It has been six weeks since Russia opened a second front in its war against Ukraine. On October 10, volleys of drones and rockets began hammering the electricity network, and within weeks, Ukraine lost half of its pre-war electric capacity. Blackouts and lack of power and water have shaken up normal life and social cohesion throughout the country. Ukraine’s utility workers were catapulted into a race against the clock—to repair faster than Russia can destroy. Ukraine’s two main electricity providers, state-owned Ukrenergo and private company DTEK (belonging to billionaire Rinat Akhmetov), along with smaller energy companies, constantly scramble to repair and rebuild.

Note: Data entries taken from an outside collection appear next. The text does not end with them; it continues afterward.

//! End-to-end transaction behaviour against a scripted database server.

use std::io::{Read, Write};
use std::os::unix::net::{UnixListener, UnixStream};
use std::sync::mpsc;
use std::sync::{Arc, Mutex};
use std::thread;
use std::time::{Duration, Instant};

use serde_json::{Value, json};

use ovsgate_agent::{BlockMode, ComponentId, GatewayActions, OvsAgent};
use ovsgate_config::{Config, DbEndpoint};
use ovsgate_types::{
    Feedback, GatewayConfig, InterfaceCommand, InterfaceType, OvsStatus, TableRecord,
};

const RECV_TIMEOUT: Duration = Duration::from_secs(2);

struct Harness {
    agent: Arc<OvsAgent>,
    server: UnixStream,
    _dir: tempfile::TempDir,
}

fn harness(block_timeout_ms: u64) -> Harness {
    let dir = tempfile::tempdir().expect("temp dir");
    let path = dir.path().join("db.sock");
    let listener = UnixListener::bind(&path).expect("bind fake server");

    let config = Config {
        block_timeout_ms,
        ..Config::with_endpoint(DbEndpoint::unix(path.to_str().expect("utf8 path")))
    };
    let agent = OvsAgent::connect(ComponentId::TestApp, config).expect("connect agent");
    let (server, _) = listener.accept().expect("accept agent");
    server
        .set_read_timeout(Some(RECV_TIMEOUT))
        .expect("set read timeout");

    Harness {
        agent: Arc::new(agent),
        server,
        _dir: dir,
    }
}

/// Reads one complete JSON document from the server side of the socket.
fn read_message(stream: &mut UnixStream) -> Value {
    try_read_message(stream).expect("expected a client request")
}

/// Reads one document, or `None` when the client stays quiet until the
/// socket's read timeout.
fn try_read_message(stream: &mut UnixStream) -> Option<Value> {
    let mut pending = Vec::new();
    let mut chunk = [0_u8; 4096];
    loop {
        let count = match stream.read(&mut chunk) {
            Ok(0) => return None,
            Ok(count) => count,
            Err(_) => return None,
        };
        pending.extend_from_slice(&chunk[..count]);

        let mut parser = serde_json::Deserializer::from_slice(&pending).into_iter::<Value>();
        match parser.next() {
            Some(Ok(message)) => return Some(message),
            Some(Err(error)) if error.is_eof() => {}
            Some(Err(error)) => panic!("malformed client request: {error}"),
            None => {}
        }
    }
}

fn write_message(stream: &mut UnixStream, message: &Value) {
    stream
        .write_all(message.to_string().as_bytes())
        .expect("server write");
}

fn sample_config() -> TableRecord {
    TableRecord::GatewayConfig(GatewayConfig {
        if_name: "brlan0".to_string(),
        if_type: InterfaceType::Bridge,
        if_cmd: InterfaceCommand::Up,
        ..GatewayConfig::default()
    })
}

fn uuid_response(rid: &Value, uuid: &str) -> Value {
    json!({"id": rid, "result": [{"uuid": ["uuid", uuid]}], "error": null})
}

fn feedback_update(monitor_id: &str, row_uuid: &str, req_uuid: &str, status: OvsStatus) -> Value {
    let mut rows = serde_json::Map::new();
    rows.insert(
        row_uuid.to_string(),
        json!({"new": {"req_uuid": req_uuid, "status": status.code()}}),
    );
    json!({
        "id": null,
        "method": "update",
        "params": [monitor_id, {"Feedback": rows}],
    })
}

#[test]
fn non_blocking_submission_runs_the_full_lifecycle() {
    let mut fixture = harness(3000);
    let (sender, receiver) = mpsc::channel();

    let status = fixture
        .agent
        .submit(
            sample_config(),
            BlockMode::NonBlocking,
            Some(Box::new(move |status, record| {
                let TableRecord::GatewayConfig(config) = record else {
                    panic!("expected the submitted payload");
                };
                sender
                    .send((status, config.if_name.clone()))
                    .expect("report completion");
            })),
        )
        .expect("submit configuration");
    assert_eq!(status, OvsStatus::Unknown);
    assert_eq!(fixture.agent.outstanding(), 1);

    // Exactly one insert envelope with the submitted fields.
    let insert = read_message(&mut fixture.server);
    assert_eq!(insert["method"], "transact");
    assert_eq!(insert["params"][1]["op"], "insert");
    assert_eq!(insert["params"][1]["table"], "Gateway_Config");
    assert_eq!(insert["params"][1]["row"]["if_name"], "brlan0");
    assert_eq!(insert["params"][1]["row"]["if_type"], 1);
    assert_eq!(insert["params"][1]["row"]["if_cmd"], 0);

    // Acknowledging the insert must provoke the feedback subscription.
    write_message(&mut fixture.server, &uuid_response(&insert["id"], "abc-123"));
    let monitor = read_message(&mut fixture.server);
    assert_eq!(monitor["method"], "monitor");
    assert_eq!(monitor["params"][2], json!({"Feedback": {}}));
    let monitor_id = monitor["params"][1].as_str().expect("monitor id").to_string();

    // Feedback completes the transaction and settles the caller.
    write_message(
        &mut fixture.server,
        &feedback_update(&monitor_id, "fb-row-1", "abc-123", OvsStatus::Success),
    );
    let (status, if_name) = receiver.recv_timeout(RECV_TIMEOUT).expect("completion");
    assert_eq!(status, OvsStatus::Success);
    assert_eq!(if_name, "brlan0");

    // Both rows the transaction produced are cleaned up.
    let first_delete = read_message(&mut fixture.server);
    assert_eq!(first_delete["params"][1]["op"], "delete");
    assert_eq!(first_delete["params"][1]["table"], "Gateway_Config");
    assert_eq!(
        first_delete["params"][1]["where"],
        json!([["_uuid", "==", ["uuid", "abc-123"]]])
    );
    let second_delete = read_message(&mut fixture.server);
    assert_eq!(second_delete["params"][1]["table"], "Feedback");
    assert_eq!(
        second_delete["params"][1]["where"],
        json!([["req_uuid", "==", "abc-123"]])
    );

    assert_eq!(fixture.agent.outstanding(), 0);
}

#[test]
fn the_feedback_monitor_is_registered_once() {
    let mut fixture = harness(3000);

    fixture
        .agent
        .submit(sample_config(), BlockMode::NonBlocking, None)
        .expect("submit first");
    let first_insert = read_message(&mut fixture.server);
    write_message(
        &mut fixture.server,
        &uuid_response(&first_insert["id"], "aaa-111"),
    );
    let monitor = read_message(&mut fixture.server);
    assert_eq!(monitor["method"], "monitor");

    fixture
        .agent
        .submit(sample_config(), BlockMode::NonBlocking, None)
        .expect("submit second");
    let second_insert = read_message(&mut fixture.server);
    write_message(
        &mut fixture.server,
        &uuid_response(&second_insert["id"], "bbb-222"),
    );

    // The second acknowledgement must not re-subscribe.
    let unexpected = try_read_message(&mut fixture.server);
    assert!(
        unexpected.is_none(),
        "unexpected request after second insert: {unexpected:?}"
    );
}

#[test]
fn blocking_submission_returns_the_completion_status() {
    let mut fixture = harness(3000);

    let agent = Arc::clone(&fixture.agent);
    let caller = thread::spawn(move || {
        agent.submit(sample_config(), BlockMode::Blocking, None)
    });

    let insert = read_message(&mut fixture.server);
    write_message(&mut fixture.server, &uuid_response(&insert["id"], "ccc-333"));
    let monitor = read_message(&mut fixture.server);
    let monitor_id = monitor["params"][1].as_str().expect("monitor id").to_string();
    write_message(
        &mut fixture.server,
        &feedback_update(&monitor_id, "fb-row-1", "ccc-333", OvsStatus::Success),
    );

    let status = caller
        .join()
        .expect("join caller")
        .expect("submit configuration");
    assert_eq!(status, OvsStatus::Success);

    // The deletes were already on the wire when the caller woke.
    let first_delete = read_message(&mut fixture.server);
    assert_eq!(first_delete["params"][1]["op"], "delete");
    let second_delete = read_message(&mut fixture.server);
    assert_eq!(second_delete["params"][1]["op"], "delete");
}

#[test]
fn blocking_submission_times_out_without_a_reply() {
    let mut fixture = harness(200);

    let started = Instant::now();
    let status = fixture
        .agent
        .submit(sample_config(), BlockMode::Blocking, None)
        .expect("submit configuration");
    let elapsed = started.elapsed();

    assert_eq!(status, OvsStatus::TimedOut);
    assert!(
        elapsed >= Duration::from_millis(150),
        "returned before the deadline: {elapsed:?}"
    );
    // The local wait was abandoned; nothing is left outstanding.
    assert_eq!(fixture.agent.outstanding(), 0);

    let _insert = read_message(&mut fixture.server);
}

#[test]
fn a_late_completion_after_timeout_is_tolerated() {
    let mut fixture = harness(200);
    let (sender, receiver) = mpsc::channel();

    let status = fixture
        .agent
        .submit(
            sample_config(),
            BlockMode::Blocking,
            Some(Box::new(move |status, _| {
                sender.send(status).expect("report completion");
            })),
        )
        .expect("submit configuration");
    assert_eq!(status, OvsStatus::TimedOut);

    let insert = read_message(&mut fixture.server);
    write_message(&mut fixture.server, &uuid_response(&insert["id"], "ddd-444"));

    // The uuid acknowledgement for the abandoned transaction is a logged
    // correlation miss; no feedback monitor request may follow and the
    // abandoned callback must never fire.
    assert!(try_read_message(&mut fixture.server).is_none());
    assert!(receiver.recv_timeout(Duration::from_millis(300)).is_err());
}

#[test]
fn shutdown_wakes_a_blocked_caller_with_a_failure() {
    let mut fixture = harness(5000);

    let agent = Arc::clone(&fixture.agent);
    let caller = thread::spawn(move || {
        agent.submit(sample_config(), BlockMode::Blocking, None)
    });
    let _insert = read_message(&mut fixture.server);

    let started = Instant::now();
    fixture.agent.shutdown().expect("shutdown");
    let status = caller
        .join()
        .expect("join caller")
        .expect("submit configuration");

    assert_eq!(status, OvsStatus::Failed);
    assert!(
        started.elapsed() < Duration::from_secs(2),
        "caller was left suspended across shutdown"
    );
}

#[test]
fn serving_the_configuration_table_answers_with_feedback() {
    struct RecordingActions {
        applied: Mutex<Vec<String>>,
    }

    impl GatewayActions for RecordingActions {
        fn apply(&self, config: &GatewayConfig) -> OvsStatus {
            self.applied
                .lock()
                .expect("actions mutex poisoned")
                .push(config.if_name.clone());
            OvsStatus::Success
        }
    }

    let mut fixture = harness(3000);
    let actions = Arc::new(RecordingActions {
        applied: Mutex::new(Vec::new()),
    });

    fixture
        .agent
        .serve_gateway_config(Arc::clone(&actions) as Arc<dyn GatewayActions>)
        .expect("serve configuration table");

    let monitor = read_message(&mut fixture.server);
    assert_eq!(monitor["method"], "monitor");
    assert_eq!(monitor["params"][2], json!({"Gateway_Config": {}}));
    let monitor_id = monitor["params"][1].as_str().expect("monitor id").to_string();

    let update = json!({
        "id": null,
        "method": "update",
        "params": [monitor_id, {"Gateway_Config": {"gw-row-7": {"new": {
            "if_name": "brlan0",
            "if_type": 1,
            "if_cmd": 0,
            "mtu": 1500,
            "vlan_id": 0,
        }}}}],
    });
    write_message(&mut fixture.server, &update);

    // The handler's outcome comes back as a Feedback insert keyed by the
    // configuration row's identifier.
    let feedback = read_message(&mut fixture.server);
    assert_eq!(feedback["method"], "transact");
    assert_eq!(feedback["params"][1]["op"], "insert");
    assert_eq!(feedback["params"][1]["table"], "Feedback");
    assert_eq!(feedback["params"][1]["row"]["req_uuid"], "gw-row-7");
    assert_eq!(
        feedback["params"][1]["row"]["status"],
        OvsStatus::Success.code()
    );
    assert_eq!(
        *actions.applied.lock().expect("actions mutex poisoned"),
        vec!["brlan0".to_string()]
    );
}

#[test]
fn submitting_feedback_rows_is_supported() {
    let mut fixture = harness(3000);

    fixture
        .agent
        .submit(
            TableRecord::Feedback(Feedback::new("abc-123", OvsStatus::Success)),
            BlockMode::NonBlocking,
            None,
        )
        .expect("submit feedback row");

    let insert = read_message(&mut fixture.server);
    assert_eq!(insert["params"][1]["table"], "Feedback");
    assert_eq!(insert["params"][1]["row"]["req_uuid"], "abc-123");
    assert_eq!(insert["params"][1]["row"]["status"], 0);
}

Moscow’s tactic has been widely commented on as an attempt to force Ukraine into submission by literally “pulling the plug” on society. The destruction of civilian infrastructure is a hallmark of modern warfare meant to sap resistance. Highly urbanized populations dependent on integrated utility systems are especially vulnerable, with the conflicts in Ukraine, Iraq, and Syria as germane examples. In Ukraine, the swiftness of infrastructure repairs has been applauded as social resilience. Less has been said about the actual sources of this capacity to withstand and quickly overcome the destruction. Ukraine’s power, water, and gas companies have been maintaining essential public services since the war in Donbas began in 2014. Argued here is that the sources of resilience are embedded in Ukraine’s technological and economic history and social background. At the same time, the capacity to withstand multiple aggressions on the system by public utilities workers are shaped by the Soviet and post-Soviet experience of both crisis and state service. In turn, the continuity of critical services throughout the war connects and consolidates local communities.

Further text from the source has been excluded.